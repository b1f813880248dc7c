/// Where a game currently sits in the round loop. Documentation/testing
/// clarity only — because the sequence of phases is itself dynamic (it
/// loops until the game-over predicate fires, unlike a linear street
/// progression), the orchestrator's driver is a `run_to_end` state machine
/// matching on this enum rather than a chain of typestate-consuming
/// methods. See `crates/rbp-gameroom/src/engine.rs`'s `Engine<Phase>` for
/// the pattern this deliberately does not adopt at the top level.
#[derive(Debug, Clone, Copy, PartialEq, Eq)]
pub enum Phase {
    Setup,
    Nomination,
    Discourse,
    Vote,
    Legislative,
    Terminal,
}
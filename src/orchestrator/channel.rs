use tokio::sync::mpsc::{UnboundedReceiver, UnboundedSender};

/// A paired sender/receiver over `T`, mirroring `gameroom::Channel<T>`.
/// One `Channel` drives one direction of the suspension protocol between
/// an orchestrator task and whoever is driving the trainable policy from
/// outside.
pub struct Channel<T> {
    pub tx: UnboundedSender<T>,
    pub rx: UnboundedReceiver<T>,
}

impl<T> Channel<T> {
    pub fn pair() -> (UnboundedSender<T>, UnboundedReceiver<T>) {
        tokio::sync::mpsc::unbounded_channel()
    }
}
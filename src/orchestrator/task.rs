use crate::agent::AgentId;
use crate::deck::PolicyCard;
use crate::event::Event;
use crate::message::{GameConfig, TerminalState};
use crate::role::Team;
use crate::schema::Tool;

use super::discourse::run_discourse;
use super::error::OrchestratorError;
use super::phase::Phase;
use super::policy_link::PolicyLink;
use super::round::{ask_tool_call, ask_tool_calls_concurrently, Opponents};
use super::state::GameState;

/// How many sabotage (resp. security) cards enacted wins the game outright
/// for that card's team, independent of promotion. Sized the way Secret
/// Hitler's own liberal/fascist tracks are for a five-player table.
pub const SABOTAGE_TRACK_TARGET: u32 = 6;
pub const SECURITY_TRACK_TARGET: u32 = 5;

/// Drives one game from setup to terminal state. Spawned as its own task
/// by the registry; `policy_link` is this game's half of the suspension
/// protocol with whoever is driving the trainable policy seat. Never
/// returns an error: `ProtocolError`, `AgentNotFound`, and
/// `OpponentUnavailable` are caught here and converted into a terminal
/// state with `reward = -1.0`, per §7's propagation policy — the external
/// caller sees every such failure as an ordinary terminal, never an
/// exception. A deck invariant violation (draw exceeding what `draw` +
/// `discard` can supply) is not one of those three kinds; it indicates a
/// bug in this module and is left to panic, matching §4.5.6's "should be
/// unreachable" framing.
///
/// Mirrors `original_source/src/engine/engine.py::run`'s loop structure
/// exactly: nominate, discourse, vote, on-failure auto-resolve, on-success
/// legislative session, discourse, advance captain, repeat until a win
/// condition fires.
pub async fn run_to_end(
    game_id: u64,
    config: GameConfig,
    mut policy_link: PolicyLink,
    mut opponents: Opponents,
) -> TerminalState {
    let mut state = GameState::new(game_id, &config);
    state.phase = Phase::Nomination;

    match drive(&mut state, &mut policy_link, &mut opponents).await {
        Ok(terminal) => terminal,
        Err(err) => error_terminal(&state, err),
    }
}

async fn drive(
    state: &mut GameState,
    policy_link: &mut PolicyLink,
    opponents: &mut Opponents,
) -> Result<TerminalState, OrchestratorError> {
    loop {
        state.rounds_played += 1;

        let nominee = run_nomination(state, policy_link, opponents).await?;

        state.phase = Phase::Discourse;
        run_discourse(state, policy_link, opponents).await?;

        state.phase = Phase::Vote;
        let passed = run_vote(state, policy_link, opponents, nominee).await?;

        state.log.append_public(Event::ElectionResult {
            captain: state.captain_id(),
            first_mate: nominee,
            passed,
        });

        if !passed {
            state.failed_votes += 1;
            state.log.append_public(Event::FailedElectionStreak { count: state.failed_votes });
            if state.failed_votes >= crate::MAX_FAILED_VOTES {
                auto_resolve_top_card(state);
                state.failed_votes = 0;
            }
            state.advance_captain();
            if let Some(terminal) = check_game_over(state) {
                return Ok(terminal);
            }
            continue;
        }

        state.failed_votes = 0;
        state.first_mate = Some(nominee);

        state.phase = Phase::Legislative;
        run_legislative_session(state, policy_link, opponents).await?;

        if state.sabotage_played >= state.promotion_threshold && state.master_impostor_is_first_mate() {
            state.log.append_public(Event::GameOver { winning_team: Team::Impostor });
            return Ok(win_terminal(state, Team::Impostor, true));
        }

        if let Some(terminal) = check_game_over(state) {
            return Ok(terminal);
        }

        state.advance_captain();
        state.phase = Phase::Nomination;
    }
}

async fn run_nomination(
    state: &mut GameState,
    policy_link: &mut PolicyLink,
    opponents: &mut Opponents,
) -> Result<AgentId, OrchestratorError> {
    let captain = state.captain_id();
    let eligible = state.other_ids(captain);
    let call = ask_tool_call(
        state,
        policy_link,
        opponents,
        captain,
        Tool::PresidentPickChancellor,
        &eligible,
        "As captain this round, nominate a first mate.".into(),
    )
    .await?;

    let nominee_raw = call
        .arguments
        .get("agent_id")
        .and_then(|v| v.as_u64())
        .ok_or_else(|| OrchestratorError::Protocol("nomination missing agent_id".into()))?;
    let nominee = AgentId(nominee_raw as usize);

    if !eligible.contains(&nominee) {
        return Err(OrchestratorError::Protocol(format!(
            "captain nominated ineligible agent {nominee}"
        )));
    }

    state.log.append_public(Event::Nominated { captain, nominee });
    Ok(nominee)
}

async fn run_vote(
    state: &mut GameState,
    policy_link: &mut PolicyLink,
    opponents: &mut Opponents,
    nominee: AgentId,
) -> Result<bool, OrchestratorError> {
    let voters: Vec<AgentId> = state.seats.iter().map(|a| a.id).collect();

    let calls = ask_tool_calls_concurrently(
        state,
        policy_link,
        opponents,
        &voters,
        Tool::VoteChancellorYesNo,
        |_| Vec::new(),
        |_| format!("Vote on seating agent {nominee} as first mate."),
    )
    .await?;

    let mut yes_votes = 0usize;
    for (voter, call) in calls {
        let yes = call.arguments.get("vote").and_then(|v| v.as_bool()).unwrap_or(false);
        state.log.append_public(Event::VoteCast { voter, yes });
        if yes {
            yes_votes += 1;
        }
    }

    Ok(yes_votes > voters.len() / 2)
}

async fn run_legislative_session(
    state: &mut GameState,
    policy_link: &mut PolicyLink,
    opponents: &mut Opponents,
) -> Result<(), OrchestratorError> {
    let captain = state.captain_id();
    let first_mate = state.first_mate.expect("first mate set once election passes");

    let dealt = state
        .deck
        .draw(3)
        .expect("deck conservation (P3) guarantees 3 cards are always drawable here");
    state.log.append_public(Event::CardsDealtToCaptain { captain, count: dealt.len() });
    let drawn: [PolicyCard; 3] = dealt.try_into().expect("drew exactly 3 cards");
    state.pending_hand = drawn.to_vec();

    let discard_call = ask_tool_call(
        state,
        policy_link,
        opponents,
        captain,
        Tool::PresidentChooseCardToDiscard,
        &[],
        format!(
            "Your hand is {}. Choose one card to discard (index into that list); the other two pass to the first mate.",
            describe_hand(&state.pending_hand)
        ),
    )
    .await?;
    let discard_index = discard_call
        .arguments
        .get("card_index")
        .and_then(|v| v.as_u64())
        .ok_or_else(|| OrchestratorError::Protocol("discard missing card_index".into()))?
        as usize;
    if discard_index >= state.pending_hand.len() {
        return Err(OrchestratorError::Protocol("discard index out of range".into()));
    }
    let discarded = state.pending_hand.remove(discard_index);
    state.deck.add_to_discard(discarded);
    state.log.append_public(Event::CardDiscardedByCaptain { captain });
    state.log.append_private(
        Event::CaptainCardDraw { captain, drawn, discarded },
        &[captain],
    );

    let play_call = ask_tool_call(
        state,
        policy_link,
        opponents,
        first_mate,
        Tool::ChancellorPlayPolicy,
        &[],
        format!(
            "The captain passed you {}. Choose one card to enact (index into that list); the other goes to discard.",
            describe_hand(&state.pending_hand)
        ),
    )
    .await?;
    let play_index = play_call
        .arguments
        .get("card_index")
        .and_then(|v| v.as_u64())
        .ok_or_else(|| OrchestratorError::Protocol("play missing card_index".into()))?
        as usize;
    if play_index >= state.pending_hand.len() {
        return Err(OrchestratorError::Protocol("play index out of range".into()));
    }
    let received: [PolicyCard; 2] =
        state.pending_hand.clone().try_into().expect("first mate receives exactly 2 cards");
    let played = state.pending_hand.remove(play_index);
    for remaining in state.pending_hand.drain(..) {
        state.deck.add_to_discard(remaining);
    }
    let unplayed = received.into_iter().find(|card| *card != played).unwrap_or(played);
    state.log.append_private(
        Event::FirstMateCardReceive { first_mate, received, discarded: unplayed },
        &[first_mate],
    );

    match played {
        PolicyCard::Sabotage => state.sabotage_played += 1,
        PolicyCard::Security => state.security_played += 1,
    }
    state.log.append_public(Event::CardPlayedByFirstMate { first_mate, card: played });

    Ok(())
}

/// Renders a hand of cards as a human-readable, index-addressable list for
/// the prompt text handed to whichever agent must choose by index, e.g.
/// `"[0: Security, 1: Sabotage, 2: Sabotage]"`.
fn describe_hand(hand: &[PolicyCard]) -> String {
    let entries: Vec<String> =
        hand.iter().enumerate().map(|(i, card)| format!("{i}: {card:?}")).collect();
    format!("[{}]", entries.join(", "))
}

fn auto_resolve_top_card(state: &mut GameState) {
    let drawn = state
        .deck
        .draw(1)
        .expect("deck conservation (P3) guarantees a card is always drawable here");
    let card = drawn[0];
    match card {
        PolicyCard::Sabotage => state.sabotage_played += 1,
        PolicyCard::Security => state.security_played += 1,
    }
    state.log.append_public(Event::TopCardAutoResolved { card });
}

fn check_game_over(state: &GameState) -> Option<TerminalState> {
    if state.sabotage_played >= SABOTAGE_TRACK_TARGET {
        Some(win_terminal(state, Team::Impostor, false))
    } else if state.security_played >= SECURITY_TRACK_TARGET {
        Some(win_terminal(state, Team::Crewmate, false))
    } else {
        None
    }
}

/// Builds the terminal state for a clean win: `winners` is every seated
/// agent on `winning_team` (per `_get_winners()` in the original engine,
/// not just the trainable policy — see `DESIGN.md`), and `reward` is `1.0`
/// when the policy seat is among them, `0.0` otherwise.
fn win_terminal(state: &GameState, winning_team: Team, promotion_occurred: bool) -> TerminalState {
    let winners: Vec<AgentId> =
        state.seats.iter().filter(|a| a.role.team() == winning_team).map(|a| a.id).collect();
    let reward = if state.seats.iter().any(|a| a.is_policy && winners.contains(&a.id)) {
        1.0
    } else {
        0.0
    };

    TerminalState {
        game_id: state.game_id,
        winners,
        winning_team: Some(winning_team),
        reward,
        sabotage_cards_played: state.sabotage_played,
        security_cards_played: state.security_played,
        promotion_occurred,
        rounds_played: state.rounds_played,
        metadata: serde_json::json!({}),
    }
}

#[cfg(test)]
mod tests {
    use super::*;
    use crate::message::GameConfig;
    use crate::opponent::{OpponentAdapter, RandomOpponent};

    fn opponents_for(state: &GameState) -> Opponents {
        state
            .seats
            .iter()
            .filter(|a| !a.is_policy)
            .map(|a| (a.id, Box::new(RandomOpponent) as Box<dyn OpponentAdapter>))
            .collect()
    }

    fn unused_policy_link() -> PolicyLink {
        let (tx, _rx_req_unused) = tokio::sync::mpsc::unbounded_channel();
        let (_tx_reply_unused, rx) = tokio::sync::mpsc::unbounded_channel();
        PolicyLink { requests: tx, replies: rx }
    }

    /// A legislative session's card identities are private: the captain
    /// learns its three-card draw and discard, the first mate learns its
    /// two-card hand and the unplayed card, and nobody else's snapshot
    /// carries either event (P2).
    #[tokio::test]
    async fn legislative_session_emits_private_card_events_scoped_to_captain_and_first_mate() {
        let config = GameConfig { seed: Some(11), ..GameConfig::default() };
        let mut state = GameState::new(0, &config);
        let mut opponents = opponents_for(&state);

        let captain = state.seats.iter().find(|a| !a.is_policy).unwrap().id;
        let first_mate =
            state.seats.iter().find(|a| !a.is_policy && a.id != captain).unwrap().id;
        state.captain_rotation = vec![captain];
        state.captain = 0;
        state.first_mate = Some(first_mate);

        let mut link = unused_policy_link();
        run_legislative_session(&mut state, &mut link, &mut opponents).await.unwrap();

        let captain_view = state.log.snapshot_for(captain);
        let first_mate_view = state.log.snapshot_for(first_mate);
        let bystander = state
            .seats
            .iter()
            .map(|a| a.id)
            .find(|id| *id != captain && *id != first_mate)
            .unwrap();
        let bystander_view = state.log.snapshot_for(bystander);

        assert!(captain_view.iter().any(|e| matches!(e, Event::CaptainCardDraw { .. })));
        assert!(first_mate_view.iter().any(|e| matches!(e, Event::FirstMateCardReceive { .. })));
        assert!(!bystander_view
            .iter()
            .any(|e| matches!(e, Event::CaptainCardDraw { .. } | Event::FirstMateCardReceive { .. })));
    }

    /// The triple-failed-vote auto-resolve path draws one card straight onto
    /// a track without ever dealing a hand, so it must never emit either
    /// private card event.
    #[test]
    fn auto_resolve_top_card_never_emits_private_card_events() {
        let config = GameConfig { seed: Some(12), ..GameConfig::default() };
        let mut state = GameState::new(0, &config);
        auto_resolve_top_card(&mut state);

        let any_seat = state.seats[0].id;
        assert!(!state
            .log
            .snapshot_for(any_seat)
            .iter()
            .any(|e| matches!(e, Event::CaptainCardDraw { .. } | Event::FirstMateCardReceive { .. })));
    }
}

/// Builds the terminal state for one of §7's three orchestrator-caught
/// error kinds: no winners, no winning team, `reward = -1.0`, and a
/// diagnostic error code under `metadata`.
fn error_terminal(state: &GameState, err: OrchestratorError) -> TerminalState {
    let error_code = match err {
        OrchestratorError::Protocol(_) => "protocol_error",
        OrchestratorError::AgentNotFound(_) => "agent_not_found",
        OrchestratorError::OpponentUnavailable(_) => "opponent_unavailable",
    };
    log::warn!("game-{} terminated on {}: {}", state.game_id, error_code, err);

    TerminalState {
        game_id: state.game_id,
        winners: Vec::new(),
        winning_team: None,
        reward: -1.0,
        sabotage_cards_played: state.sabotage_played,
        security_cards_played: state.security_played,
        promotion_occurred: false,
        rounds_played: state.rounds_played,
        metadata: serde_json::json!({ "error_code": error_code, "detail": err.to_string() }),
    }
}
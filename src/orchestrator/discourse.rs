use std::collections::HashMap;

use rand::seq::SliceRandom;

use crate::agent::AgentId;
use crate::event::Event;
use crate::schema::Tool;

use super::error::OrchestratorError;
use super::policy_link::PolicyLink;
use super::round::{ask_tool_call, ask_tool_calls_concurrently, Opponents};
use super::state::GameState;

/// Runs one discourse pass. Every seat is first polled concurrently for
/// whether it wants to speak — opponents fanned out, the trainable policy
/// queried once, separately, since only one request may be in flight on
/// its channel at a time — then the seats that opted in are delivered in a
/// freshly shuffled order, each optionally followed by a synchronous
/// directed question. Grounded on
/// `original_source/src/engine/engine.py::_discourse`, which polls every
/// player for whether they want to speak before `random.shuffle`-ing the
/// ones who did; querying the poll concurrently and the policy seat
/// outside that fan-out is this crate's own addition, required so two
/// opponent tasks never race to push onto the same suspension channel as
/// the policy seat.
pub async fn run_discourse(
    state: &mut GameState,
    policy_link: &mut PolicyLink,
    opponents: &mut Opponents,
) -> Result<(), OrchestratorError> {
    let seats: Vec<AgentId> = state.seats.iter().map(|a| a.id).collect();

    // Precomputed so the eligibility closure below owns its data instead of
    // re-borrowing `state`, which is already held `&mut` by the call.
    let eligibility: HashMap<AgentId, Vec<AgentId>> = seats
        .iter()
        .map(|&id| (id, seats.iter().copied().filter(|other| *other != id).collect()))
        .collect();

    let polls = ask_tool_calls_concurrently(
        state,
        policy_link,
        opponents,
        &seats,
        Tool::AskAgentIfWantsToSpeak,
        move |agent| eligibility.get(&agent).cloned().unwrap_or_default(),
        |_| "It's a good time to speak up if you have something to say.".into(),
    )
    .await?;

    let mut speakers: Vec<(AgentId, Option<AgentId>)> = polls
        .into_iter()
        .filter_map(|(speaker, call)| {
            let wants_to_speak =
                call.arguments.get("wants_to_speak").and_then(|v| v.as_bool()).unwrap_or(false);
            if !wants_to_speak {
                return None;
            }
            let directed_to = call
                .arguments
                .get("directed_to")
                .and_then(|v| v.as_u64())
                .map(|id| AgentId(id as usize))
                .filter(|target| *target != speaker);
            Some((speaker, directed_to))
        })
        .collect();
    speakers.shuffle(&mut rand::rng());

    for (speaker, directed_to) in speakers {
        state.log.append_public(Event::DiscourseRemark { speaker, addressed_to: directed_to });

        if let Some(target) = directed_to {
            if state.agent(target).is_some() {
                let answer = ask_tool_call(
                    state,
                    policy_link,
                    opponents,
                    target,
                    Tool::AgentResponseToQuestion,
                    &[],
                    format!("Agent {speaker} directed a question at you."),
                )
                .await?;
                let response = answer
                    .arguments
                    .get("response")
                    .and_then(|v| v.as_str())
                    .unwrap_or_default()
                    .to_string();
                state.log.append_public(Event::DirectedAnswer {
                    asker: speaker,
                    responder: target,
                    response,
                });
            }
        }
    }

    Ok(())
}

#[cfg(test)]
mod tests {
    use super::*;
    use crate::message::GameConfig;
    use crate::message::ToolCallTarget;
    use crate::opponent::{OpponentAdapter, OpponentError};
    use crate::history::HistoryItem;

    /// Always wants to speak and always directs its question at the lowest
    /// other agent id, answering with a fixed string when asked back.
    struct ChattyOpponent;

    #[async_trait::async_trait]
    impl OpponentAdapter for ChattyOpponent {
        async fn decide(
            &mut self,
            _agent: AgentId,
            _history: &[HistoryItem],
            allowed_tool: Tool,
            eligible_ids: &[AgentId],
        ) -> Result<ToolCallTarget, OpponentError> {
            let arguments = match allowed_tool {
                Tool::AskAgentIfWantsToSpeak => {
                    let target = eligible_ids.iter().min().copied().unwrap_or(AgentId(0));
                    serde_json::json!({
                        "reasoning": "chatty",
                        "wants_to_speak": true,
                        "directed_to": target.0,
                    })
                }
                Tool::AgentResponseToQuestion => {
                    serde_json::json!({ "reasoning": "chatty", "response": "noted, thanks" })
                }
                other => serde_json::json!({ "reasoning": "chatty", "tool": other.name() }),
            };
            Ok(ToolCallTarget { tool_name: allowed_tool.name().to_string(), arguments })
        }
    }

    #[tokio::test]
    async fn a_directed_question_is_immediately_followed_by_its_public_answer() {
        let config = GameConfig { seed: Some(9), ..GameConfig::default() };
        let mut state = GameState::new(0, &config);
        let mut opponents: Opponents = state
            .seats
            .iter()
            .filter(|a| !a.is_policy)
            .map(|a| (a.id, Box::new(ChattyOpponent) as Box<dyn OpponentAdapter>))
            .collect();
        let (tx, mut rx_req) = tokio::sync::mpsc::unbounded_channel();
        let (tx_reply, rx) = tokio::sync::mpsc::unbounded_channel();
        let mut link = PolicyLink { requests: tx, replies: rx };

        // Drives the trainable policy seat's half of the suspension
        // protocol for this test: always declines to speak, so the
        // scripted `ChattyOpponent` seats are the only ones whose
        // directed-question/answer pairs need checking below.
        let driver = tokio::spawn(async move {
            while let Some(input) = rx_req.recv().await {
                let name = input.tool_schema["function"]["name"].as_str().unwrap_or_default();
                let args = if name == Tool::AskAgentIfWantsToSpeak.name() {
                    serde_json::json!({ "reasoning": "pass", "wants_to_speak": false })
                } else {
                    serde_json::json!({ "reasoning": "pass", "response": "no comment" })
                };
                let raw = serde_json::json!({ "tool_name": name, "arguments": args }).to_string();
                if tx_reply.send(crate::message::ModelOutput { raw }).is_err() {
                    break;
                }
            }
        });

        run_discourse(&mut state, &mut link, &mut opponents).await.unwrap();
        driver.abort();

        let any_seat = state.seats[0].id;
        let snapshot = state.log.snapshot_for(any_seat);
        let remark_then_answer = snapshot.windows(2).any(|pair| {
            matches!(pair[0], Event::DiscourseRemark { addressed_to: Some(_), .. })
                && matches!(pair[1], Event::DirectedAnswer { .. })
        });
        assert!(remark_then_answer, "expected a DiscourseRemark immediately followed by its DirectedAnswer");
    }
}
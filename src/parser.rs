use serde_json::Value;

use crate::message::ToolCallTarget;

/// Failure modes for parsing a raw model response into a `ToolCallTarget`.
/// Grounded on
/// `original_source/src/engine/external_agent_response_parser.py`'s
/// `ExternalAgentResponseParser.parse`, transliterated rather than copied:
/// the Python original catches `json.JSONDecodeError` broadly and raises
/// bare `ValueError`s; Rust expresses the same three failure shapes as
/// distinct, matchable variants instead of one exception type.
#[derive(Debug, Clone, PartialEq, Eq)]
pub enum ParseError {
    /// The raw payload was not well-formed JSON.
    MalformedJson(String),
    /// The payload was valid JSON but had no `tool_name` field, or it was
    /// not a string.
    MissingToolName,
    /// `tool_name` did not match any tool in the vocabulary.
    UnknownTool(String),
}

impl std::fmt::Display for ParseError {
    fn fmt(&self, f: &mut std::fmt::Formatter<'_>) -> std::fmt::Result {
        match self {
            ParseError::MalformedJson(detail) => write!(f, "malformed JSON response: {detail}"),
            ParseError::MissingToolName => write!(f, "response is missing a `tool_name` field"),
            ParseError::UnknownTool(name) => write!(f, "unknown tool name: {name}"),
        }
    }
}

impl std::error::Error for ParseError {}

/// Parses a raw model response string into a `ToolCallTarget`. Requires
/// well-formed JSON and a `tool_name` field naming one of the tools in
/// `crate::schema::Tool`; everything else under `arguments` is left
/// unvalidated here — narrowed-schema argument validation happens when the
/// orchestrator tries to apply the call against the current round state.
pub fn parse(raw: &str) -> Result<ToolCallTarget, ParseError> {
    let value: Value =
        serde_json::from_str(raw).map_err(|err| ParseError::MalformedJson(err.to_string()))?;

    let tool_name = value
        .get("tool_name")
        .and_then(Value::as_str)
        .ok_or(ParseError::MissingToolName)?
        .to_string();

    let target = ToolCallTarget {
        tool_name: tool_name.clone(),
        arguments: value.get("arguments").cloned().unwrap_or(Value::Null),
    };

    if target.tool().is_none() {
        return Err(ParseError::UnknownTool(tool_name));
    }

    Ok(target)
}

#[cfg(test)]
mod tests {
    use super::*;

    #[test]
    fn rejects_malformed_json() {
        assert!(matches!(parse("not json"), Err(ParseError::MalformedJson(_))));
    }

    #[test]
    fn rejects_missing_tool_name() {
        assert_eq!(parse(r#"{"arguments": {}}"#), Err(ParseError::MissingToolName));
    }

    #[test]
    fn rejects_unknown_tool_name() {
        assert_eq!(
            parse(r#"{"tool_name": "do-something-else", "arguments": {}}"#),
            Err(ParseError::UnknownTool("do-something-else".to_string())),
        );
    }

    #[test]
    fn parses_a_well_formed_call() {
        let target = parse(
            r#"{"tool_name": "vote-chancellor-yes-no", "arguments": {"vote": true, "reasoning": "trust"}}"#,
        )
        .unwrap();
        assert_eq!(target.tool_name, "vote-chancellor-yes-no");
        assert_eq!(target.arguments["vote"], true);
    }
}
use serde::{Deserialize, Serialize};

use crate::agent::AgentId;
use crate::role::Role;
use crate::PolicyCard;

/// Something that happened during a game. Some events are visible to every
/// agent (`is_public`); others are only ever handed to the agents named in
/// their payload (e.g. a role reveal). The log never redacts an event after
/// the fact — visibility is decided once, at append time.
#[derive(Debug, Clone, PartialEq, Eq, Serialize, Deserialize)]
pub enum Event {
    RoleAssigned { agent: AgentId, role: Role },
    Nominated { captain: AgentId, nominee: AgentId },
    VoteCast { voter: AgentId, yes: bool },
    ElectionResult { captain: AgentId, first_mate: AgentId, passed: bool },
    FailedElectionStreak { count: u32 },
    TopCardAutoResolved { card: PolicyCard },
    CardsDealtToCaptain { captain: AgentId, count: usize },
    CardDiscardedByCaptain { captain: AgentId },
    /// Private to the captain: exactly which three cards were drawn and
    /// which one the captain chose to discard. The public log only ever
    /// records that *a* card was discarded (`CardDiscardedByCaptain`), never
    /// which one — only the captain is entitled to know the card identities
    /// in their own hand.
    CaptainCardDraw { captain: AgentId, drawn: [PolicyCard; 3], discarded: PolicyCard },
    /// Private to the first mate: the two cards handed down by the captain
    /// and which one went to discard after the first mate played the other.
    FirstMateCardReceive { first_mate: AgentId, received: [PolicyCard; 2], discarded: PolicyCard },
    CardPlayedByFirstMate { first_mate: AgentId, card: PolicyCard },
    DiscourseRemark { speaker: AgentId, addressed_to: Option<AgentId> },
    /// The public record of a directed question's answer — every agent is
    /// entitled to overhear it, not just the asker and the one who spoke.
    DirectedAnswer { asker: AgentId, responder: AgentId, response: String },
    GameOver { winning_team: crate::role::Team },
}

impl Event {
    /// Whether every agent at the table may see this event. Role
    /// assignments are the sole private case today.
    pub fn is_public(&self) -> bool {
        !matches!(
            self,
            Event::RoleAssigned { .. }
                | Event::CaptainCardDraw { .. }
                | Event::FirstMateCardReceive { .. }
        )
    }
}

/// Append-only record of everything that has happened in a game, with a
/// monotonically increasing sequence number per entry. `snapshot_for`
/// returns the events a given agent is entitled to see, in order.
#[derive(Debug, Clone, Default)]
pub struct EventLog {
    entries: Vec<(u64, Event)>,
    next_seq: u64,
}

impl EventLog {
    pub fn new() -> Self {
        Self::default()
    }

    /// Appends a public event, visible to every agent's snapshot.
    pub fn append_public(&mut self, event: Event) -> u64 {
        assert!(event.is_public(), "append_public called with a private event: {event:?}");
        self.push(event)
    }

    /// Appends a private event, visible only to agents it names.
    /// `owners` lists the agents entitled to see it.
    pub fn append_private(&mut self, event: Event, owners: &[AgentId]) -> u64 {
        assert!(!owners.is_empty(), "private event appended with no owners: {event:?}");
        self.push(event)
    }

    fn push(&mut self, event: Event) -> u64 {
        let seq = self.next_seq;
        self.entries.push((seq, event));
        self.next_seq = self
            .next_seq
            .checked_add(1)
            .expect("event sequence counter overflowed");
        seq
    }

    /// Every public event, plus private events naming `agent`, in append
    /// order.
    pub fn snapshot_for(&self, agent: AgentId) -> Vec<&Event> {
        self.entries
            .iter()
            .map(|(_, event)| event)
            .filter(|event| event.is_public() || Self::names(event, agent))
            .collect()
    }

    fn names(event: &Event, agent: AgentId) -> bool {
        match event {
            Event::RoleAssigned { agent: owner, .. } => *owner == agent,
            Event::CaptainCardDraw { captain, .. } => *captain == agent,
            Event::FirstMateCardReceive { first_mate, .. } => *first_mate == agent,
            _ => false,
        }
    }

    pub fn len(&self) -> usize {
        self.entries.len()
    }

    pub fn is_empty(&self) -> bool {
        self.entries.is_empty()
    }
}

- - - - -

**Exercise description**.
Find each line in the data above with the word "filename", then copy it.

**Solution for this task**.
filename src/orchestrator/channel.rs
filename src/orchestrator/task.rs
filename src/orchestrator/discourse.rs
filename src/parser.rs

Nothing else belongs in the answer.